Indian MPs debate anti-graft bill

Passage of Ombudsman bill almost certain in parliament's upper house with all political parties barring one backing it.

    Indian MPs debate anti-graft bill
    Anna Hazare has been on fast since December 10, demanding passage of the bill

    As India’s anti-corruption icon Anna Hazare’s indefinite fast entered the eighth day,  the country’s parliament moved quickly to get the independent ombudsman (Lokpal) bill passed.

    Hazare, who has been fasting since December 10, has demanded the passage of the Lokpal bill in the current session of parliament.

    On Tuesday,  the regional Samajwadi party which was blocking the bill walked out, paving the way for its passage in the Rajya Sabha (upper house of parliament).

    Once the bill is passed, it will go to the lower house (Lok Sabha) where a discussion has been scheduled for it on Wednesday. 

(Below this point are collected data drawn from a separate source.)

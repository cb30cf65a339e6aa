#![allow(clippy::missing_docs_in_private_items)]
#![allow(clippy::cast_precision_loss)]
#![allow(clippy::arithmetic_side_effects)]

//! Probe length report for `QuadraticMap`.
//!
//! Inserts random keys into maps built with each selected hash function, samples probe lengths
//! while the table grows, then removes every other key and samples again to show the cost of
//! tombstones. Results are printed and plotted.

use std::{
    error::Error,
    fs,
    path::{Path, PathBuf},
};

use clap::{ArgAction, Parser, ValueEnum};
use plotters::prelude::*;
use quadmap::{
    HashFn, QuadraticMap,
    hash::{additive_hash, default_hash, positional_hash},
};
use rand::{Rng, SeedableRng, distr::Alphanumeric, rngs::StdRng};
use tracing::{debug, info, level_filters::LevelFilter};

// Number of samples taken while inserting
const CHECKPOINTS: usize = 20;

const COLORS: [RGBColor; 3] = [
    RGBColor(220, 50, 50),  // Bright red
    RGBColor(50, 90, 220),  // Bright blue
    RGBColor(50, 180, 50),  // Bright green
];

#[derive(Debug, Clone, Copy, PartialEq, Eq, ValueEnum)]
enum Hasher {
    /// Sum of character codes
    Additive,
    /// Sum of position-weighted character codes
    Positional,
    /// `std` SipHash with fixed keys
    Default,
}

impl Hasher {
    fn function(self) -> HashFn {
        match self {
            Self::Additive => additive_hash,
            Self::Positional => positional_hash,
            Self::Default => default_hash,
        }
    }

    fn label(self) -> &'static str {
        match self {
            Self::Additive => "additive",
            Self::Positional => "positional",
            Self::Default => "default",
        }
    }
}

/// Measure quadratic probing behaviour under growth and removal.
#[derive(Debug, Parser)]
#[command(version, about)]
struct Args {
    /// Requested initial capacity (rounded up to a prime)
    #[arg(long, default_value_t = 53)]
    capacity: usize,

    /// Number of random keys to insert
    #[arg(long, default_value_t = 10_000)]
    keys: usize,

    /// Length of each random key
    #[arg(long, default_value_t = 8)]
    key_length: usize,

    /// Seed for the key generator
    #[arg(long, default_value_t = 42)]
    seed: u64,

    /// Hash functions to compare; all of them when omitted
    #[arg(long = "hasher", value_enum)]
    hashers: Vec<Hasher>,

    /// Directory receiving the PNG charts
    #[arg(long, default_value = ".")]
    output_dir: PathBuf,

    /// Skip rendering charts
    #[arg(long)]
    no_plots: bool,

    /// Increase log verbosity (repeatable)
    #[arg(short, long, action = ArgAction::Count)]
    verbose: u8,
}

#[derive(Debug, Clone, Copy)]
struct Checkpoint {
    inserted: usize,
    live: usize,
    capacity: usize,
    load: f64,
    average_probes: f64,
    worst_probes: usize,
}

#[derive(Debug)]
struct Report {
    hasher: Hasher,
    growth: Vec<Checkpoint>,
    after_removal: Checkpoint,
    // Average probe length of lookups for removed keys
    missing_probes: f64,
}

fn configure_logging(verbose: u8) {
    let level = match verbose {
        0 => LevelFilter::WARN,
        1 => LevelFilter::INFO,
        2 => LevelFilter::DEBUG,
        _ => LevelFilter::TRACE,
    };

    tracing_subscriber::fmt()
        .with_target(false)
        .with_writer(std::io::stderr)
        .with_env_filter(format!("quadmap={level},probe_report={level}"))
        .init();
}

fn random_keys(count: usize, length: usize, seed: u64) -> Vec<String> {
    let mut rng = StdRng::seed_from_u64(seed);
    (0..count)
        .map(|_| (&mut rng).sample_iter(Alphanumeric).take(length).map(char::from).collect())
        .collect()
}

/// Average and worst probe length over `keys`
fn probe_lengths(
    map: &QuadraticMap<usize>,
    keys: impl Iterator<Item = impl AsRef<str>>,
) -> (f64, usize) {
    let (total, worst, count) = keys.fold((0usize, 0usize, 0usize), |(total, worst, count), key| {
        let probes = map.probe_length(key.as_ref());
        (total + probes, worst.max(probes), count + 1)
    });

    if count == 0 { (0.0, worst) } else { (total as f64 / count as f64, worst) }
}

fn checkpoint(
    map: &QuadraticMap<usize>,
    inserted: usize,
    keys: impl Iterator<Item = impl AsRef<str>>,
) -> Checkpoint {
    let (average_probes, worst_probes) = probe_lengths(map, keys);
    Checkpoint {
        inserted,
        live: map.len(),
        capacity: map.capacity(),
        load: map.table_load(),
        average_probes,
        worst_probes,
    }
}

fn measure(hasher: Hasher, keys: &[String], capacity: usize) -> Report {
    let mut map = QuadraticMap::with_hasher(capacity, hasher.function());
    let interval = (keys.len() / CHECKPOINTS).max(1);
    let mut growth = Vec::with_capacity(CHECKPOINTS + 1);

    for (inserted, key) in (1..).zip(keys) {
        map.put(key.as_str(), inserted);
        if inserted % interval == 0 || inserted == keys.len() {
            growth.push(checkpoint(&map, inserted, keys.iter().take(inserted)));
        }
    }
    debug!(hasher = hasher.label(), capacity = map.capacity(), "Insertion finished.");

    for key in keys.iter().step_by(2) {
        map.remove(key);
    }

    let after_removal = checkpoint(&map, keys.len(), keys.iter().skip(1).step_by(2));
    let (missing_probes, _) = probe_lengths(&map, keys.iter().step_by(2));

    Report { hasher, growth, after_removal, missing_probes }
}

fn print_report(report: &Report) {
    println!("{} hash", report.hasher.label());
    println!(
        "  {:>8} {:>8} {:>9} {:>6} {:>10} {:>6}",
        "inserted", "live", "capacity", "load", "avg probes", "worst"
    );
    for point in report.growth.iter().chain(std::iter::once(&report.after_removal)) {
        println!(
            "  {:>8} {:>8} {:>9} {:>6.2} {:>10.2} {:>6}",
            point.inserted,
            point.live,
            point.capacity,
            point.load,
            point.average_probes,
            point.worst_probes
        );
    }
    println!(
        "  after removing every other key: avg probes for removed keys = {:.2}",
        report.missing_probes
    );
}

fn plot_growth(
    path: &Path,
    caption: &str,
    y_desc: &str,
    reports: &[Report],
    value: impl Fn(&Checkpoint) -> f64,
) -> Result<(), Box<dyn Error>> {
    let font_family = "sans-serif";

    let root = BitMapBackend::new(path, (1200, 800)).into_drawing_area();
    root.fill(&WHITE)?;

    let points = || reports.iter().flat_map(|report| report.growth.iter());
    let max_x = points().map(|point| point.inserted).max().unwrap_or(0).max(1);
    let max_y = points().map(&value).fold(0.0, f64::max).max(1.0) * 1.1; // Add 10% margin

    let mut chart = ChartBuilder::on(&root)
        .caption(caption, (font_family, 35))
        .margin(15)
        .x_label_area_size(60)
        .y_label_area_size(60)
        .build_cartesian_2d(0..max_x, 0.0..max_y)?;

    chart
        .configure_mesh()
        .x_desc("Number of Keys Inserted")
        .y_desc(y_desc)
        .axis_desc_style((font_family, 16))
        .draw()?;

    for (report, color) in reports.iter().zip(COLORS.iter().cycle()) {
        let line_style = ShapeStyle::from(color).stroke_width(2);

        chart
            .draw_series(LineSeries::new(
                report.growth.iter().map(|point| (point.inserted, value(point))),
                line_style,
            ))?
            .label(report.hasher.label())
            .legend(move |(x, y)| PathElement::new(vec![(x, y), (x + 20, y)], line_style));

        chart.draw_series(
            report
                .growth
                .iter()
                .map(|point| Circle::new((point.inserted, value(point)), 4, color.filled())),
        )?;
    }

    chart
        .configure_series_labels()
        .background_style(&WHITE.mix(0.8))
        .border_style(&BLACK)
        .position(SeriesLabelPosition::UpperLeft)
        .draw()?;

    root.present()?;
    Ok(())
}

fn main() -> Result<(), Box<dyn Error>> {
    let args = Args::parse();
    configure_logging(args.verbose);

    let hashers =
        if args.hashers.is_empty() { Hasher::value_variants().to_vec() } else { args.hashers };

    info!(keys = args.keys, key_length = args.key_length, seed = args.seed, "Generating keys.");
    let keys = random_keys(args.keys, args.key_length, args.seed);

    let reports: Vec<Report> =
        hashers.into_iter().map(|hasher| measure(hasher, &keys, args.capacity)).collect();

    for report in &reports {
        print_report(report);
    }

    if args.no_plots {
        return Ok(());
    }

    fs::create_dir_all(&args.output_dir)?;
    let probes_path = args.output_dir.join("average_probe_length.png");
    let capacity_path = args.output_dir.join("capacity_growth.png");

    plot_growth(
        &probes_path,
        "Average Probe Length While Growing",
        "Average Probe Length (slots)",
        &reports,
        |point| point.average_probes,
    )?;
    plot_growth(&capacity_path, "Capacity Growth", "Buckets", &reports, |point| {
        point.capacity as f64
    })?;

    info!(
        probes = %probes_path.display(),
        capacity = %capacity_path.display(),
        "Generated plot images."
    );

    Ok(())
}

    With all political parties led by the ruling Congress in favour of passing the Lokpal bill, it most likely will get ready for enactment into law on Wednesday, which will also facilitate Hazare to end his fast.

    On Tuesday, doctors attending to the 76-year-old Hazare in his native Ralegan Sidhi village in western Maharashtra state said he had become extremely weak.   Reports quoting his associates said he had lost 4.7 kilograms. His creatinine levels had crossed normal levels while blood pressure was at 142/82.

    The government has set up a temporary intensive care unit nearby in case Hazare needs to be hospitalised, reports said.

    Historic

    Meanwhile, union law minister Kapil Sibal who initiated the discussion on the bill described it as a historic occasion as all parties had agreed to pass the bill.

    The passage of the Lokpal bill comes at a time when the Aam Aadmi Party has won the Delhi assembly elections contesting on an anti-corruption platform.  Political parties which are getting ready for the national polls in 2014 see the mandate for the debutant party as an indication that people are for an anti-corruption legislation. 

    A couple of differences apart, the Lokpal bill seems all set for a smooth passage.  One point of contention is whether to have a provision allowing investigative agencies to search and seize material from the residence or office of an accused without giving prior notice.

    Another point of contention is the extent of autonomy to the powerful  Central Bureau of Investigation.

    Leader of opposition in the Rajya Sabha Arun Jaitley  supporting the bill, asked for a rethink over the jurisdiction of Lokpal. He said the bill would largely succeed in stemming corruption in government.

    "There is expectation (of people) that we will give an effective Lokpal," said reports, quoting Jaitley.

    Left front leader Sitaram Yechury welcoming the bill asked that its ambit be expanded to include corruption in the corporate sector.

    The only group against the bill, Samajwadi party, said it would scare government officials from taking decisions as they would be afraid of the Lokpal.

    “This bill is not in the public interest,” party leader Ramgopal Yadav said.